With their varied and colliding patterns Little’s sculptures reference the visual noise of our media obsessed society. In these passages of meticulously rendered pencil drawing, half recognisable elements disappear beneath one another before the viewer has a chance to reconcile them.
In Facts are stupid things (fruit vs. fashion) (2008), Little’s largest sculpture to date, the extended linear elements and various repeated motifs produce different atmospheres and rhythms. Visual styles of different hierarchies and art historical genres are played against one another with jarring effect. Where the hand painted folds of crimson drapery recall the colours, textures, and mood of Venetian portrait paintings, his simulated exposed brickwork undermines the artifice of illusion and brazenly disrupts the ongoing collision of geometric patterns. Little’s sculptures ultimately function as an expanded form of painting; one in which we come to read the composition at different speeds and times, and in the round.

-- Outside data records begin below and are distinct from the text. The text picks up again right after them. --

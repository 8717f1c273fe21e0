use chrono::{Duration, NaiveDate};
use metrics_exporter_prometheus::PrometheusHandle;
use noprazo::contracts::{
    Contract, ContractHistory, ContractId, ContractRepository, ContractStatus, NotificationSender,
    RepositoryError, SendError,
};
use std::collections::HashMap;
use std::sync::atomic::AtomicBool;
use std::sync::{Arc, Mutex};
use tracing::info;

#[derive(Clone)]
pub(crate) struct AppState {
    pub(crate) readiness: Arc<AtomicBool>,
    pub(crate) metrics: Arc<PrometheusHandle>,
}

/// Process-local store used by the demo server and the one-shot batch
/// commands. A production deployment swaps this for a database-backed
/// implementation of the same trait.
#[derive(Default)]
pub(crate) struct InMemoryContractRepository {
    records: Mutex<HashMap<ContractId, Contract>>,
    history: Mutex<Vec<ContractHistory>>,
}

impl InMemoryContractRepository {
    pub(crate) fn seeded(today: NaiveDate) -> Self {
        let repository = Self::default();
        for contract in seed_contracts(today) {
            repository
                .records
                .lock()
                .expect("repository mutex poisoned")
                .insert(contract.id.clone(), contract);
        }
        repository
    }
}

impl ContractRepository for InMemoryContractRepository {
    fn list(&self) -> Result<Vec<Contract>, RepositoryError> {
        let guard = self.records.lock().expect("repository mutex poisoned");
        let mut contracts: Vec<Contract> = guard.values().cloned().collect();
        contracts.sort_by(|a, b| a.id.cmp(&b.id));
        Ok(contracts)
    }

    fn fetch(&self, id: &ContractId) -> Result<Option<Contract>, RepositoryError> {
        let guard = self.records.lock().expect("repository mutex poisoned");
        Ok(guard.get(id).cloned())
    }

    fn insert(&self, contract: Contract) -> Result<Contract, RepositoryError> {
        let mut guard = self.records.lock().expect("repository mutex poisoned");
        if guard.contains_key(&contract.id) {
            return Err(RepositoryError::Conflict);
        }
        guard.insert(contract.id.clone(), contract.clone());
        Ok(contract)
    }

    fn update(&self, contract: Contract) -> Result<(), RepositoryError> {
        let mut guard = self.records.lock().expect("repository mutex poisoned");
        if guard.contains_key(&contract.id) {
            guard.insert(contract.id.clone(), contract);
            Ok(())
        } else {
            Err(RepositoryError::NotFound)
        }
    }

    fn save_renewal(
        &self,
        id: &ContractId,
        new_start: NaiveDate,
        new_end: NaiveDate,
        new_renewal_date: NaiveDate,
    ) -> Result<(), RepositoryError> {
        let mut guard = self.records.lock().expect("repository mutex poisoned");
        let contract = guard.get_mut(id).ok_or(RepositoryError::NotFound)?;
        contract.start_date = new_start;
        contract.end_date = new_end;
        contract.renewal_date = new_renewal_date;
        contract.status = ContractStatus::Active;
        Ok(())
    }

    fn delete(&self, id: &ContractId) -> Result<(), RepositoryError> {
        let mut guard = self.records.lock().expect("repository mutex poisoned");
        guard.remove(id).ok_or(RepositoryError::NotFound)?;
        Ok(())
    }

    fn append_history(&self, entry: ContractHistory) -> Result<(), RepositoryError> {
        self.history
            .lock()
            .expect("history mutex poisoned")
            .push(entry);
        Ok(())
    }

    fn history_for(&self, id: &ContractId) -> Result<Vec<ContractHistory>, RepositoryError> {
        let guard = self.history.lock().expect("history mutex poisoned");
        let mut entries: Vec<ContractHistory> = guard
            .iter()
            .filter(|entry| &entry.contract_id == id)
            .cloned()
            .collect();
        entries.sort_by(|a, b| b.recorded_at.cmp(&a.recorded_at));
        Ok(entries)
    }
}

/// Stand-in for the real mail transport: logs and remembers each reminder.
pub(crate) struct RecordingSender {
    from_address: String,
    sent: Mutex<Vec<(String, String)>>,
}

impl RecordingSender {
    pub(crate) fn new(from_address: String) -> Self {
        Self {
            from_address,
            sent: Mutex::new(Vec::new()),
        }
    }
}

impl NotificationSender for RecordingSender {
    fn send(&self, to: &str, subject: &str, _body: &str) -> Result<(), SendError> {
        info!(from = %self.from_address, %to, %subject, "reminder dispatched");
        self.sent
            .lock()
            .expect("sender mutex poisoned")
            .push((to.to_string(), subject.to_string()));
        Ok(())
    }
}

/// Demo dataset: one contract mid-term, one inside its reminder window with
/// auto-renewal, and one already past its end date.
pub(crate) fn seed_contracts(today: NaiveDate) -> Vec<Contract> {
    let base = |id: &str, reference: &str| Contract {
        id: ContractId(id.to_string()),
        reference: reference.to_string(),
        title: String::new(),
        vendor: String::new(),
        responsible_agent: "Equipe de Contratos".to_string(),
        value: 0.0,
        status: ContractStatus::Active,
        start_date: today,
        end_date: today,
        renewal_date: today,
        notification_days: 7,
        auto_renewal: false,
        customer_email: None,
        customer_phone: None,
        description: None,
        custom_message: None,
    };

    let mut steady = base("ct-000101", "#CT-1101");
    steady.title = "Serviços de limpeza".to_string();
    steady.vendor = "Clean Pro Ltda".to_string();
    steady.value = 3500.0;
    steady.start_date = today - Duration::days(30);
    steady.end_date = today + Duration::days(150);
    steady.renewal_date = steady.end_date;

    let mut expiring = base("ct-000102", "#CT-1102");
    expiring.title = "Licença de software ERP".to_string();
    expiring.vendor = "SoftWorks".to_string();
    expiring.value = 18000.0;
    expiring.start_date = today - Duration::days(358);
    expiring.end_date = today + Duration::days(7);
    expiring.renewal_date = expiring.end_date;
    expiring.auto_renewal = true;
    expiring.customer_email = Some("ti@example.com".to_string());

    let mut lapsed = base("ct-000103", "#CT-1103");
    lapsed.title = "Manutenção de elevadores".to_string();
    lapsed.vendor = "Elevar Engenharia".to_string();
    lapsed.value = 9200.0;
    lapsed.start_date = today - Duration::days(95);
    lapsed.end_date = today - Duration::days(5);
    lapsed.renewal_date = lapsed.end_date;
    lapsed.auto_renewal = true;
    lapsed.customer_email = Some("predial@example.com".to_string());

    vec![steady, expiring, lapsed]
}

pub(crate) fn parse_date(raw: &str) -> Result<NaiveDate, String> {
    NaiveDate::parse_from_str(raw.trim(), "%Y-%m-%d")
        .map_err(|err| format!("failed to parse '{raw}' as YYYY-MM-DD ({err})"))
}
use serde::{Deserialize, Serialize};

use crate::traits::LogicalClock;

/// A clock that advances `time_step` units on every full-resolution call and
/// reports a logical tick every `divider` calls.
///
/// With the default divider of 1 every call ticks, and the loop's sub-step
/// cadence alone decides how often the simulation advances.
#[derive(Clone, Debug, Serialize, Deserialize)]
pub struct FixedStepClock {
    pub time_step: u64,
    pub divider: u32,
    calls: u32,
    time: u64,
}

impl Default for FixedStepClock {
    fn default() -> Self {
        Self::new(1, 1)
    }
}

impl FixedStepClock {
    pub fn new(time_step: u64, divider: u32) -> Self {
        Self {
            time_step,
            divider: divider.max(1),
            calls: 0,
            time: 0,
        }
    }
}

impl LogicalClock for FixedStepClock {
    fn tick(&mut self, sub_step: bool) -> bool {
        self.calls += 1;
        if self.calls < self.divider {
            return false;
        }
        self.calls = 0;
        if !sub_step {
            self.time += self.time_step;
        }
        true
    }

    fn current_time(&self) -> u64 {
        self.time
    }

    fn reset(&mut self) {
        self.calls = 0;
        self.time = 0;
    }
}
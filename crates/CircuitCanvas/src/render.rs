//! # Rendering System
//!
//! The canvas never rasterises. It paints a display list of `DrawCommand`s into
//! an off-screen `Frame`, and the host interprets those commands when it is asked
//! to repaint. The frame is shared between the stepping thread (writer) and the
//! host display (reader) through `FrameBuffer`.

use std::sync::atomic::{AtomicU64, Ordering};
use std::sync::{Mutex, MutexGuard, PoisonError};

use glam::{UVec2, Vec2, Vec4};
use serde::{Deserialize, Serialize};

/// A single drawing primitive.
///
/// Coordinates are in canvas pixels.
#[derive(Clone, Debug, PartialEq, Serialize, Deserialize)]
pub enum DrawCommand {
    /// A filled rectangle with an optional stroke.
    Rect {
        /// Top-left position.
        pos: Vec2,
        size: Vec2,
        /// Fill color (RGBA, 0.0 - 1.0).
        color: Vec4,
        /// Width of the border stroke in pixels.
        stroke_width: f32,
        /// Color of the border stroke.
        stroke_color: Option<Vec4>,
    },
    /// A straight line segment.
    Line {
        start: Vec2,
        end: Vec2,
        color: Vec4,
        /// Line thickness in pixels.
        width: f32,
    },
    /// Connected line segments through `points`, used for wire routes.
    Polyline {
        points: Vec<Vec2>,
        color: Vec4,
        width: f32,
    },
    /// Text to be rendered.
    Text {
        /// Top-left position.
        pos: Vec2,
        /// The styling and layout of text is handled by the consumer.
        text: String,
        color: Vec4,
        /// Font size in pixels (approximate).
        size: f32,
    },
}

/// A list of draw commands representing the current frame.
pub type RenderList = Vec<DrawCommand>;

/// The off-screen image: a display list sized to the canvas.
#[derive(Clone, Debug, PartialEq, Serialize, Deserialize)]
pub struct Frame {
    pub size: UVec2,
    pub commands: RenderList,
}

impl Frame {
    fn allocate(size: UVec2) -> Self {
        Self {
            size,
            commands: Vec::new(),
        }
    }

    /// Clears the frame to a single background rectangle.
    fn clear(&mut self, background: Vec4) {
        self.commands.clear();
        self.commands.push(DrawCommand::Rect {
            pos: Vec2::ZERO,
            size: self.size.as_vec2(),
            color: background,
            stroke_width: 0.0,
            stroke_color: None,
        });
    }
}

/// Mutually exclusive access to the off-screen frame.
///
/// Writers paint a complete frame while holding the lock, so readers never
/// observe a partially drawn frame.
#[derive(Debug, Default)]
pub struct FrameBuffer {
    slot: Mutex<Option<Frame>>,
    generation: AtomicU64,
}

impl FrameBuffer {
    pub fn new() -> Self {
        Self::default()
    }

    fn lock(&self) -> MutexGuard<'_, Option<Frame>> {
        self.slot.lock().unwrap_or_else(PoisonError::into_inner)
    }

    /// Paints a new frame of `size`, allocating it on first use or when the size changed.
    ///
    /// Returns the generation of the painted frame, or `None` when `size` is empty
    /// and nothing could be allocated.
    pub fn draw(
        &self,
        size: UVec2,
        background: Vec4,
        paint: impl FnOnce(&mut RenderList),
    ) -> Option<u64> {
        if size.x == 0 || size.y == 0 {
            return None;
        }

        let mut slot = self.lock();
        if slot.as_ref().map(|frame| frame.size) != Some(size) {
            *slot = Some(Frame::allocate(size));
        }
        let frame = slot.get_or_insert_with(|| Frame::allocate(size));
        frame.clear(background);
        paint(&mut frame.commands);

        Some(self.generation.fetch_add(1, Ordering::AcqRel) + 1)
    }

    /// Drops the current frame; the next `draw` reallocates it.
    pub fn release(&self) -> bool {
        self.lock().take().is_some()
    }

    pub fn is_allocated(&self) -> bool {
        self.lock().is_some()
    }

    /// Runs `read` against the current frame while holding the lock.
    pub fn read<R>(&self, read: impl FnOnce(Option<&Frame>) -> R) -> R {
        let slot = self.lock();
        read(slot.as_ref())
    }

    pub fn snapshot(&self) -> Option<Frame> {
        self.read(|frame| frame.cloned())
    }

    /// Number of frames painted so far.
    pub fn generation(&self) -> u64 {
        self.generation.load(Ordering::Acquire)
    }
}

#[cfg(test)]
mod tests {
    use super::*;

    #[test]
    fn empty_size_allocates_nothing() {
        let buffer = FrameBuffer::new();
        assert_eq!(buffer.draw(UVec2::new(0, 10), Vec4::ONE, |_| {}), None);
        assert!(!buffer.is_allocated());
        assert_eq!(buffer.generation(), 0);
    }

    #[test]
    fn draw_clears_previous_contents() {
        let buffer = FrameBuffer::new();
        let size = UVec2::new(10, 10);
        let line = DrawCommand::Line {
            start: Vec2::ZERO,
            end: Vec2::ONE,
            color: Vec4::ONE,
            width: 1.0,
        };
        buffer.draw(size, Vec4::ONE, |out| out.push(line.clone()));
        buffer.draw(size, Vec4::ONE, |out| out.push(line.clone()));

        let frame = buffer.snapshot().expect("frame allocated");
        assert_eq!(frame.commands.len(), 2);
        assert_eq!(buffer.generation(), 2);
    }

    #[test]
    fn resize_reallocates() {
        let buffer = FrameBuffer::new();
        buffer.draw(UVec2::new(10, 10), Vec4::ONE, |_| {});
        buffer.draw(UVec2::new(20, 10), Vec4::ONE, |_| {});
        assert_eq!(buffer.snapshot().map(|f| f.size), Some(UVec2::new(20, 10)));
        assert!(buffer.release());
        assert!(!buffer.is_allocated());
    }
}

Graham Little (Born Scotland, 1972) lives and works in London. In 2001, he had a solo exhibition at Camden Arts Centre. Previous group exhibitions include: ‘Girls on Film’, Zwirner and Wirth, Germany (2005); ‘Works on Paper’, Max Hetzler Galerie, Berlin (2004); ‘Collage’, Bloomberg Space, London (2004); ‘Images of Society’, Kunstmuseum Thun, Switzerland (2003); ‘Drawing Now: Eight Propositions’, MoMA, New York, curated by Laura Hoptman (2002). Little is currently showing in the group exhibition ‘Wall Rockets: Contemporary Artists and Ed Ruscha’, curated by Lisa Dennison, at The FLAG Foundation, New York, and will be included in ‘The Associates’ at Dundee Contemporary Arts, Dundee, in March 2009.
Little’s work is in the collections of the British Arts Council, the Solomon R. Guggenheim Museum, New York, the Museum of Contemporary Art, Los Angeles, and MoMA, New York.